Il Baracchino (Italian: The Hut) is an Italian adult animated comedy drama television series created by Nicolò Cuccì and Salvo Di Paola. It follows Claudia, a young aspiring art director who decides to save the titular stand-up comedy club from closure. The series is produced by Lucky Red and Megadrago and released internationally on Amazon Prime Video on 3 June 2025.

== Plot ==
Il Baracchino (lit. "The Hut"), once famous comedy club and a reference point for aspiring comedians, is now reduced to ruin. Maurizio, the owner, is now resigned to definitively close the business.

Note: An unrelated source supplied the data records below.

//! Cross-task command enums, grounded on hebo's `commands.rs` (one enum per
//! direction between two actors) but scoped to the one channel this crate
//! actually needs: handler-to-session delivery.

use crate::types::Message;

/// Sent from `SessionHandler` into a connected `ClientSession`'s own task.
#[derive(Debug)]
pub enum HandlerToSessionCmd {
    /// A message to place on the session's outbound queue.
    Deliver(Message),
    /// A new connection with the same `clientId` has taken over; this
    /// session must close gracefully without publishing its will.
    Evicted,
}

crate::convert_send_error!(HandlerToSessionCmd);
// SUBSCRIBE packet, grounded on hebo's codec::subscribe_packet module.

use crate::base::{DecodePacket, EncodePacket, PacketId, QoS};
use crate::byte_array::{self, ByteArray};
use crate::error::{DecodeError, EncodeError};
use crate::header::{FixedHeader, PacketType};
use crate::topic::validate_topic_filter;

#[derive(Clone, Debug, Eq, PartialEq)]
pub struct SubscribeTopic {
    topic: String,
    qos: QoS,
}

impl SubscribeTopic {
    /// # Errors
    /// Returns an error if `topic` is not a syntactically valid topic filter.
    pub fn new(topic: &str, qos: QoS) -> Result<Self, EncodeError> {
        validate_topic_filter(topic).map_err(|_err| EncodeError::InvalidRemainingLength)?;
        Ok(Self {
            topic: topic.to_string(),
            qos,
        })
    }

    #[must_use]
    pub fn topic(&self) -> &str {
        &self.topic
    }

    #[must_use]
    pub fn qos(&self) -> QoS {
        self.qos
    }
}

#[derive(Clone, Debug, Default, PartialEq)]
pub struct SubscribePacket {
    packet_id: PacketId,
    topics: Vec<SubscribeTopic>,
}

impl SubscribePacket {
    #[must_use]
    pub fn new(packet_id: PacketId, topics: Vec<SubscribeTopic>) -> Self {
        Self { packet_id, topics }
    }

    #[must_use]
    pub fn packet_id(&self) -> PacketId {
        self.packet_id
    }

    #[must_use]
    pub fn topics(&self) -> &[SubscribeTopic] {
        &self.topics
    }
}

impl DecodePacket for SubscribePacket {
    fn decode(ba: &mut ByteArray) -> Result<Self, DecodeError> {
        let fixed_header = FixedHeader::decode(ba)?;
        let packet_id = ba.read_u16()?;
        let end = ba.pos() + fixed_header.remaining_length() - 2;

        let mut topics = Vec::new();
        while ba.pos() < end {
            let topic = ba.read_string()?;
            validate_topic_filter(&topic)?;
            let qos_byte = ba.read_byte()?;
            // Bits 7-2 of the Requested QoS byte are reserved [MQTT-3.8.3-4].
            if qos_byte & 0b1111_1100 != 0 {
                return Err(DecodeError::InvalidPacketFlags);
            }
            let qos = QoS::try_from(qos_byte)?;
            topics.push(SubscribeTopic { topic, qos });
        }
        // The payload MUST contain at least one Topic Filter/QoS pair [MQTT-3.8.3-3].
        if topics.is_empty() {
            return Err(DecodeError::EmptyTopicFilter);
        }

        Ok(Self { packet_id, topics })
    }
}

impl EncodePacket for SubscribePacket {
    fn encode(&self, buf: &mut Vec<u8>) -> Result<usize, EncodeError> {
        let mut payload = Vec::new();
        byte_array::write_u16(&mut payload, self.packet_id);
        for topic in &self.topics {
            byte_array::write_string(&mut payload, &topic.topic)?;
            payload.push(u8::from(topic.qos));
        }

        let fixed_header = FixedHeader::new(PacketType::Subscribe, payload.len())?;
        let start = buf.len();
        fixed_header.encode(buf)?;
        buf.extend_from_slice(&payload);
        Ok(buf.len() - start)
    }
}

#[cfg(test)]
mod tests {
    use super::*;

    #[test]
    fn round_trips_multiple_topics() {
        let packet = SubscribePacket::new(
            1,
            vec![
                SubscribeTopic::new("a/+", QoS::AtLeastOnce).unwrap(),
                SubscribeTopic::new("b/#", QoS::ExactlyOnce).unwrap(),
            ],
        );
        let mut buf = Vec::new();
        packet.encode(&mut buf).unwrap();
        let mut ba = ByteArray::new(&buf);
        let decoded = SubscribePacket::decode(&mut ba).unwrap();
        assert_eq!(decoded.packet_id(), 1);
        assert_eq!(decoded.topics().len(), 2);
        assert_eq!(decoded.topics()[1].topic(), "b/#");
    }
}
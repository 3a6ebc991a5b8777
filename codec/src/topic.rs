//! Topic name / topic filter syntax validation.
//!
//! This module only checks wire-level well-formedness of the strings carried
//! in CONNECT wills, PUBLISH topics and SUBSCRIBE/UNSUBSCRIBE filters.
//! Wildcard matching against a concrete topic lives in the broker crate's
//! topic tree, not here: the codec only needs to know a filter is
//! *syntactically* valid before handing it up.

use crate::error::DecodeError;

/// Validate a concrete topic name (as carried in a PUBLISH packet).
///
/// # Errors
/// Returns `InvalidTopic` if the topic is empty or contains a wildcard
/// character, which concrete topics must not.
pub fn validate_topic_name(topic: &str) -> Result<(), DecodeError> {
    if topic.is_empty() {
        return Err(DecodeError::InvalidTopic);
    }
    if topic.contains('+') || topic.contains('#') {
        return Err(DecodeError::InvalidTopic);
    }
    Ok(())
}

/// Validate a topic filter (as carried in SUBSCRIBE/UNSUBSCRIBE).
///
/// `+` must occupy an entire level; `#` must occupy an entire level and can
/// only be the last level. Empty levels are allowed (two adjacent `/`).
///
/// # Errors
/// Returns `EmptyTopicFilter` for an empty filter string, or `InvalidTopic`
/// if a wildcard is misplaced.
pub fn validate_topic_filter(filter: &str) -> Result<(), DecodeError> {
    if filter.is_empty() {
        return Err(DecodeError::EmptyTopicFilter);
    }
    let levels: Vec<&str> = filter.split('/').collect();
    for (i, level) in levels.iter().enumerate() {
        if level.contains('#') && *level != "#" {
            return Err(DecodeError::InvalidTopic);
        }
        if *level == "#" && i != levels.len() - 1 {
            return Err(DecodeError::InvalidTopic);
        }
        if level.contains('+') && *level != "+" {
            return Err(DecodeError::InvalidTopic);
        }
    }
    Ok(())
}

/// `true` if `filter` subscribes to the root multi-level wildcard only,
/// i.e. the literal filter `#`. Used to enforce
/// `AllowRootWildcardSubscription`.
#[must_use]
pub fn is_root_wildcard(filter: &str) -> bool {
    filter == "#"
}

#[cfg(test)]
mod tests {
    use super::*;

    #[test]
    fn accepts_plain_and_wildcard_filters() {
        assert!(validate_topic_filter("a/b/c").is_ok());
        assert!(validate_topic_filter("a/+/c").is_ok());
        assert!(validate_topic_filter("a/b/#").is_ok());
        assert!(validate_topic_filter("#").is_ok());
        assert!(validate_topic_filter("").is_err());
        assert!(validate_topic_filter("a/#/c").is_err());
        assert!(validate_topic_filter("a/b+/c").is_err());
    }

    #[test]
    fn rejects_wildcards_in_concrete_topic() {
        assert!(validate_topic_name("a/b/c").is_ok());
        assert!(validate_topic_name("a/+/c").is_err());
        assert!(validate_topic_name("").is_err());
    }

    #[test]
    fn detects_root_wildcard() {
        assert!(is_root_wildcard("#"));
        assert!(!is_root_wildcard("a/#"));
    }
}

The situation changes when Claudia, a young aspiring art director, decides not to give up to the decline of the place. In order to relaunch the Baracchino, Maurizio convinces to organize an open mic evening, recruiting for the event a miscellaneous group of comedians with surreal characteristics.

== Cast ==

- Pilar Fogliati as Claudia, an idealist aspiring art director who opposes the club's closure.
- Pasquale Petrolo as Maurizio, the club owner, a unicorn now disillusioned and tired.
- Salvo Di Paola as Gerri, the club's handyman.
- Edoardo Ferrario as Leonardo da Vinci, the famous Renaissance genius in boomer version.
- Luca Ravenna as Luca, a smoker pidgeon with caustic humour.
- Stefano Rapone as Marco, Death himself.
- Daniele Tinti as John Lumano (lit. "John Thehuman"), an alien who clumsily pretends being a human.
- Michela Giraud as Noemi Ciambell, a little donut with a bitter personality.
- Yoko Yamada as Tricerita, a punk triceratops who suffers eco-anxiety.
- Pietro Sermonti, as Larry Tucano, a comedy legend.
- Frank Matano as Donato, a donut with existential crisis.

== Production ==
The series is produced by Lucky Red and Prime Video, and animated by Palermo-based studio Megadrago.

== Episodes ==

| No. | Title | Directed by | Written by | Original release date |
| 1 | "Claudia entra in un caffè" | Nicolò Cuccì & Salvo Di Paola | Matteo Calzolaio, Nicolò Cuccì, Salvo Di Paola & Tommaso Renzoni | 3 June 2025 |
Young art director Claudia tries to save Il Baracchino by convincing the reluctant owner Maurizio to organize an evening with unlikely comedians.
| 2 | "Il colmo per un unicorno" | Nicolò Cuccì & Salvo Di Paola | Matteo Calzolaio, Nicolò Cuccì, Salvo Di Paola & Tommaso Renzoni | 3 June 2025 |
After the first evening's failure, Maurizio is now determined to close Il Baracchino. Claudia tries everything by playing on Maurizio's heart.
| 3 | "Ridere ma anche riflettere" | Nicolò Cuccì & Salvo Di Paola | Matteo Calzolaio, Nicolò Cuccì, Salvo Di Paola & Tommaso Renzoni | 3 June 2025 |
Maurizio agrees to help Claudia with a crash course in comedy, while Gerri and Larry search for the legendary perfect joke hidden in the club.
| 4 | "Non si può dire più niente" | Nicolò Cuccì & Salvo Di Paola | Matteo Calzolaio, Nicolò Cuccì, Salvo Di Paola & Tommaso Renzoni | 3 June 2025 |
Claudia organizes a trial night with a difficult audience composed of Donato's relatives, while Gerri and Larry make a discovery that could change the fate of the place.
| 5 | "Toc Toc" | Nicolò Cuccì & Salvo Di Paola | Matteo Calzolaio, Nicolò Cuccì, Salvo Di Paola & Tommaso Renzoni | 3 June 2025 |
In a flashback to sixteen months earlier, Claudia and Maurizio meet in the hospital and retrace the history of the decline of the Baracchino, while in the present Larry, Marco, Leonardo and Gerri confess in front of the camera about their relationship with mourning.
| 6 | "SPLASH!" | Nicolò Cuccì & Salvo Di Paola | Matteo Calzolaio, Nicolò Cuccì, Salvo Di Paola & Tommaso Renzoni | 3 June 2025 |
Il Baracchino is ready to reopen, but a figure from the past threatens to ruin everything, forcing Claudia and Maurizio to join forces to save the place.